Guest Column
By Jim Parsons—7/1994
July of 1930 wasn’t just a very warm month – it was torrid. At least my mother claims it was. Of course she was carrying all 10 ½ pounds of me until the 14th when Dr. Kenny had to interrupt his golf game at the Northampton Country Club to walk across the street to officiate my debut. How the rest of Dr. Kenny’s round went that day isn’t recorded but for my mother the expression “blessed relief” was an understatement.
I like to thing that it was in my honor that Look Park had been officially dedicated just nine days before since we been close friends these 64 years. Yes, there are countless others with similar claims and attachment to these wondrous acres and I want to assure them that Frank Newhall and I understand.
But I was there when they built the lake and the theatre; I was there in full Chinese costume for the elementary schools’ international festival just prior to World War 11; I was finding ancient golf balls as a high school sophomore cleaning leaves from the laurel on its hillsides; I ate Sugar Daddies with a zeal unmatched in history; I learned of the attack on Pearl Harbor on my way home from a final Sunday school picnic of the year; I saw archery contests, gas motorized model planes self-destruct; I learned about the terrible destruction and death which covered its acres in 1874; I learned to forever associate the aroma of chlorine with that locker room where even the weight, style and itchiness of a woolen suit couldn’t diminish the joy of the pool.

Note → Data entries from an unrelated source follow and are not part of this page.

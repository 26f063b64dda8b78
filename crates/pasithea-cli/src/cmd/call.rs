//! `pas call` — invoke any contract tool the way the agent does.

use clap::Args;
use serde_json::Value;
use std::io::Write;
use std::path::Path;

use pasithea_core::tools::{ToolCall, ToolReply};

use crate::board::Board;
use crate::output::{render, render_error, CliError, OutputMode};

#[derive(Args, Debug)]
pub struct CallArgs {
    /// Tool name (e.g. get_issues, create_issue).
    pub tool: String,

    /// Tool arguments as a JSON object.
    #[arg(long, default_value = "{}")]
    pub args: String,
}

pub fn run(args: &CallArgs, output: OutputMode, root: &Path) -> anyhow::Result<()> {
    let value: Value = match serde_json::from_str(&args.args) {
        Ok(value) => value,
        Err(error) => {
            render_error(
                output,
                &CliError::with_details(
                    format!("--args is not valid JSON: {error}"),
                    "Pass a JSON object, e.g. --args '{\"title\": \"Fix bug\"}'",
                    "invalid_json",
                ),
            )?;
            anyhow::bail!("invalid --args JSON");
        }
    };

    let mut board = Board::open(root)?;
    let reply = board.call(&ToolCall::new(&args.tool, value));

    render(output, &reply, |reply, w| match reply {
        ToolReply::Issues(issues) => {
            for issue in issues {
                writeln!(
                    w,
                    "{}  {}  {}  {}",
                    issue.id, issue.status, issue.priority, issue.title
                )?;
            }
            Ok(())
        }
        ToolReply::Issue(issue) => {
            writeln!(w, "✓ Created issue {}: {}", issue.id, issue.title)
        }
        ToolReply::Text(text) => writeln!(w, "{text}"),
    })
}
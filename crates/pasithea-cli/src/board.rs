//! Per-invocation board harness.
//!
//! Each CLI run is one session: the persisted replica is hydrated, pushed to
//! a fresh canonical session (the startup handshake), and then commands go
//! through one of the two sides — local edits mutate the replica and push,
//! tool calls dispatch against the session and broadcast back. Every cycle is
//! pumped to quiescence before the process exits, so the replica blob always
//! holds the merged board.

use std::path::Path;

use anyhow::Result;

use pasithea_core::config;
use pasithea_core::model::{Issue, IssueDraft};
use pasithea_core::session::BoardSession;
use pasithea_core::store::IssueChanges;
use pasithea_core::sync::bus::{pump, InMemoryBus};
use pasithea_core::sync::{BoardReplica, Snapshot};
use pasithea_core::tools::{ToolCall, ToolReply};

pub struct Board {
    session: BoardSession,
    replica: BoardReplica,
    bus: InMemoryBus,
}

impl Board {
    /// Hydrate the replica from `.pasithea/replica.json` under `root` and run
    /// the startup handshake so the canonical session sees the same board.
    pub fn open(root: &Path) -> Result<Self> {
        let config = config::load_project_config(root)?;
        let project_name = config.board.project_name;
        let mut replica =
            BoardReplica::hydrate(project_name.clone(), config::replica_path(root));
        let mut session = BoardSession::new(project_name);
        let mut bus = InMemoryBus::new();

        let seed = replica.push_state();
        bus.push_to_session(seed);
        pump(&mut session, &mut replica, &mut bus);
        tracing::debug!(issues = replica.issues().len(), "board opened");

        Ok(Self {
            session,
            replica,
            bus,
        })
    }

    pub fn project_name(&self) -> &str {
        self.replica.project_name()
    }

    pub fn issues(&self) -> &[Issue] {
        self.replica.issues()
    }

    pub fn find(&self, id: &str) -> Option<&Issue> {
        self.replica.find(id)
    }

    /// Agent path: dispatch one tool call against the canonical session and
    /// let the replica observe whatever snapshot it broadcasts.
    pub fn call(&mut self, call: &ToolCall) -> ToolReply {
        let (reply, snapshot) = self.session.dispatch(call);
        if let Some(snapshot) = snapshot {
            self.bus.push_to_replica(snapshot);
            pump(&mut self.session, &mut self.replica, &mut self.bus);
        }
        reply
    }

    /// UI path: create locally, then push the edit through its sync cycle.
    pub fn local_create(&mut self, draft: IssueDraft) -> Issue {
        let (issue, snapshot) = self.replica.local_create(draft);
        self.complete_local_cycle(snapshot);
        issue
    }

    /// UI path: patch locally. Returns `false` when `id` is absent.
    pub fn local_update(&mut self, id: &str, changes: &IssueChanges) -> bool {
        match self.replica.local_update(id, changes) {
            Some(snapshot) => {
                self.complete_local_cycle(snapshot);
                true
            }
            None => false,
        }
    }

    /// UI path: delete locally. Returns `false` when `id` is absent.
    pub fn local_delete(&mut self, id: &str) -> bool {
        match self.replica.local_delete(id) {
            Some(snapshot) => {
                self.complete_local_cycle(snapshot);
                true
            }
            None => false,
        }
    }

    fn complete_local_cycle(&mut self, snapshot: Snapshot) {
        self.bus.push_to_session(snapshot);
        pump(&mut self.session, &mut self.replica, &mut self.bus);
    }
}
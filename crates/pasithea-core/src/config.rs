//! Project-local configuration and model-credential resolution.
//!
//! Config lives in `.pasithea/config.toml` next to the board's replica blob.
//! A missing file yields defaults; a file that exists but does not parse is a
//! real error surfaced with context.

use anyhow::{Context, Result};
use serde::{Deserialize, Serialize};
use std::env;
use std::path::{Path, PathBuf};

use crate::error::ErrorCode;

/// Directory holding all per-project state.
pub const PROJECT_DIR: &str = ".pasithea";

/// File name of the persisted replica blob inside [`PROJECT_DIR`].
pub const REPLICA_FILE: &str = "replica.json";

const CONFIG_FILE: &str = "config.toml";

#[derive(Debug, Clone, PartialEq, Eq, Serialize, Deserialize, Default)]
pub struct ProjectConfig {
    #[serde(default)]
    pub board: BoardConfig,
}

#[derive(Debug, Clone, PartialEq, Eq, Serialize, Deserialize)]
pub struct BoardConfig {
    #[serde(default = "default_project_name")]
    pub project_name: String,
}

impl Default for BoardConfig {
    fn default() -> Self {
        Self {
            project_name: default_project_name(),
        }
    }
}

fn default_project_name() -> String {
    "Pasithea".to_string()
}

/// Path to the project config file under `root`.
#[must_use]
pub fn config_path(root: &Path) -> PathBuf {
    root.join(PROJECT_DIR).join(CONFIG_FILE)
}

/// Path to the persisted replica blob under `root`.
#[must_use]
pub fn replica_path(root: &Path) -> PathBuf {
    root.join(PROJECT_DIR).join(REPLICA_FILE)
}

pub fn load_project_config(root: &Path) -> Result<ProjectConfig> {
    let path = config_path(root);
    if !path.exists() {
        return Ok(ProjectConfig::default());
    }

    let content = std::fs::read_to_string(&path)
        .with_context(|| format!("Failed to read {}", path.display()))?;

    toml::from_str::<ProjectConfig>(&content).with_context(|| {
        format!(
            "[{}] Failed to parse {}",
            ErrorCode::ConfigParseError.code(),
            path.display()
        )
    })
}

/// Write `config` to `.pasithea/config.toml` under `root`.
pub fn save_project_config(root: &Path, config: &ProjectConfig) -> Result<()> {
    let path = config_path(root);
    if let Some(parent) = path.parent() {
        std::fs::create_dir_all(parent)
            .with_context(|| format!("Failed to create {}", parent.display()))?;
    }
    let content = toml::to_string_pretty(config).context("Failed to encode config")?;
    std::fs::write(&path, content)
        .with_context(|| format!("Failed to write {}", path.display()))
}

// -- model credential -------------------------------------------------------

/// Error returned when no model credential can be resolved.
#[derive(Debug, Clone, PartialEq, Eq, thiserror::Error)]
#[error("{message}")]
pub struct CredentialError {
    /// Human-readable description.
    pub message: String,
    /// Machine error code.
    pub code: &'static str,
}

/// Environment reader trait for dependency injection in tests.
trait EnvReader {
    fn get(&self, key: &str) -> Option<String>;
}

struct RealEnv;

impl EnvReader for RealEnv {
    fn get(&self, key: &str) -> Option<String> {
        env::var(key).ok().filter(|v| !v.is_empty())
    }
}

fn resolve_model_token_with(env: &dyn EnvReader) -> Option<String> {
    env.get("PASITHEA_MODEL_TOKEN")
        .or_else(|| env.get("MODEL_TOKEN"))
}

/// Resolve the text-generation backend credential:
/// `PASITHEA_MODEL_TOKEN` > `MODEL_TOKEN`. Empty values are ignored.
#[must_use]
pub fn resolve_model_token() -> Option<String> {
    resolve_model_token_with(&RealEnv)
}

/// Resolve the credential, or fail the way an agent host should at startup.
pub fn require_model_token() -> Result<String, CredentialError> {
    resolve_model_token().ok_or_else(|| CredentialError {
        message: format!(
            "[{}] Model credential not found. \
             Set PASITHEA_MODEL_TOKEN or MODEL_TOKEN in the environment.",
            ErrorCode::MissingCredential.code()
        ),
        code: "missing_credential",
    })
}

#[cfg(test)]
mod tests {
    use super::{
        load_project_config, replica_path, resolve_model_token_with, save_project_config,
        CredentialError, EnvReader, ProjectConfig,
    };
    use std::collections::HashMap;

    struct MockEnv {
        vars: HashMap<String, String>,
    }

    impl MockEnv {
        fn new() -> Self {
            Self {
                vars: HashMap::new(),
            }
        }

        fn var(mut self, key: &str, val: &str) -> Self {
            self.vars.insert(key.to_string(), val.to_string());
            self
        }
    }

    impl EnvReader for MockEnv {
        fn get(&self, key: &str) -> Option<String> {
            self.vars.get(key).filter(|v| !v.is_empty()).cloned()
        }
    }

    #[test]
    fn missing_config_uses_defaults() {
        let dir = tempfile::tempdir().unwrap();
        let config = load_project_config(dir.path()).unwrap();
        assert_eq!(config.board.project_name, "Pasithea");
    }

    #[test]
    fn config_round_trips_through_toml() {
        let dir = tempfile::tempdir().unwrap();
        let mut config = ProjectConfig::default();
        config.board.project_name = "Orchard".to_string();
        save_project_config(dir.path(), &config).unwrap();

        let loaded = load_project_config(dir.path()).unwrap();
        assert_eq!(loaded, config);
    }

    #[test]
    fn bad_toml_is_a_real_error() {
        let dir = tempfile::tempdir().unwrap();
        let path = super::config_path(dir.path());
        std::fs::create_dir_all(path.parent().unwrap()).unwrap();
        std::fs::write(&path, "board = nonsense").unwrap();
        assert!(load_project_config(dir.path()).is_err());
    }

    #[test]
    fn replica_path_lives_under_project_dir() {
        let path = replica_path(std::path::Path::new("/work"));
        assert_eq!(path, std::path::Path::new("/work/.pasithea/replica.json"));
    }

    #[test]
    fn token_chain_prefers_pasithea_var() {
        let env = MockEnv::new()
            .var("PASITHEA_MODEL_TOKEN", "primary")
            .var("MODEL_TOKEN", "fallback");
        assert_eq!(resolve_model_token_with(&env).as_deref(), Some("primary"));
    }

    #[test]
    fn token_chain_falls_back_and_ignores_empty() {
        let env = MockEnv::new()
            .var("PASITHEA_MODEL_TOKEN", "")
            .var("MODEL_TOKEN", "fallback");
        assert_eq!(resolve_model_token_with(&env).as_deref(), Some("fallback"));

        let env = MockEnv::new();
        assert_eq!(resolve_model_token_with(&env), None);
    }

    #[test]
    fn credential_error_is_descriptive() {
        let err = CredentialError {
            message: "[E1003] Model credential not found.".to_string(),
            code: "missing_credential",
        };
        assert_eq!(err.code, "missing_credential");
        assert!(format!("{err}").contains("E1003"));
    }
}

The continuing marvel to me is that this beloved park is still as new and magical as the day it opened, and it will continue to be so with the recently announced plan of the trustees and Park Director for the former pool area.
As they have done year after year throughout its history, those who guide the park’s destiny are marking the right choices with their plans for water activities, miniature golf and even a carousel. Once again they have proven that they are attuned both to the times and the interest of park visitors.
When the first ball is hit on the new look Park miniature golf links it will be a reminder that all of Look Park was once a golf course, the Warner’s Meadow Golf Club, which was started almost a century ago in 1898. The present administration building still occasionally discloses another clue that it once was the golf clubhouse when it sat on the hill overlooking the totem pole meadow.
The golf club was born largely through the efforts of Smith College students and faculty. They raised $350 while city residents raised $300. The newly formed group rented the land from John Warner and for the next 10 years the club flourished. There were 250 members equally divided between the Smith students and citizens. Golf on Sunday was taboo, although some members smuggled golf clubs to the distant holes in their pant legs for a few surreptitious swings.
Fortunately (for Look Park), two factors intervened to motivate locals to organize a golf club of their own. Not being able to play on Sundays was very unpopular with the male golfing set. But it was land owner John Warner’s combination of action and inaction which settled the issue. Warner’s seemingly indifference to renewing the lease irritated the club’s leaders. Then he did the unforgivable. He raised the rent of the land by 10 percent from $250 to $300 a year!
Consequently, the Northampton Country Club was born in 1908 when a group of Northampton’s leading citizens met in city hall. Women attended but soon left for other activities leaving the details of the “divorce” from Warner’s Meadow to their spouses. A corporation was formed, shares were sold and plans made to purchase the land of the Nonotuck Silk Mills just across the river from Warner’s Meadow. For a few years golf was played on both sides of the Mill River, but declining membership during the years of the First World War influenced the NCC to restrict its course to its own property and the old course reverted to farm land.
At the same time that the park was opening, miniature golf was flourishing across the street from the park’s secondary entrance where Route 9 and Florence Street intersect. On the property near Clementine’s and Stowell Street was a miniature golf course complete with lighting for night play. It was one of the Tom Thumb Miniature Golf Courses popular throughout the country at that time. Its popularity waned here with the advent of the Depression.
If golf can make its way back to “Warner’s Meadow” after all these years, who knows what’s next? Maybe we’ll see somewhere in the future two elements in the original plans for the park which never happened. Just as the lyrics of an old song proclaim that “Everything Old is New Again,” perhaps those old plans for canoeing on the Mill River and a mammoth toboggan slide may be just around the corner. Don’t worry about being cold. The plans call for a warm-up shed.
My 64 years with the park have made me confident that in years ahead the open-minded and visionary trustees and director will still be making the right decisions for Look Park and the people of our area. Just in case I’m not around I want them to know that I’ll be keeping an eye on things just down the street at Spring Grove.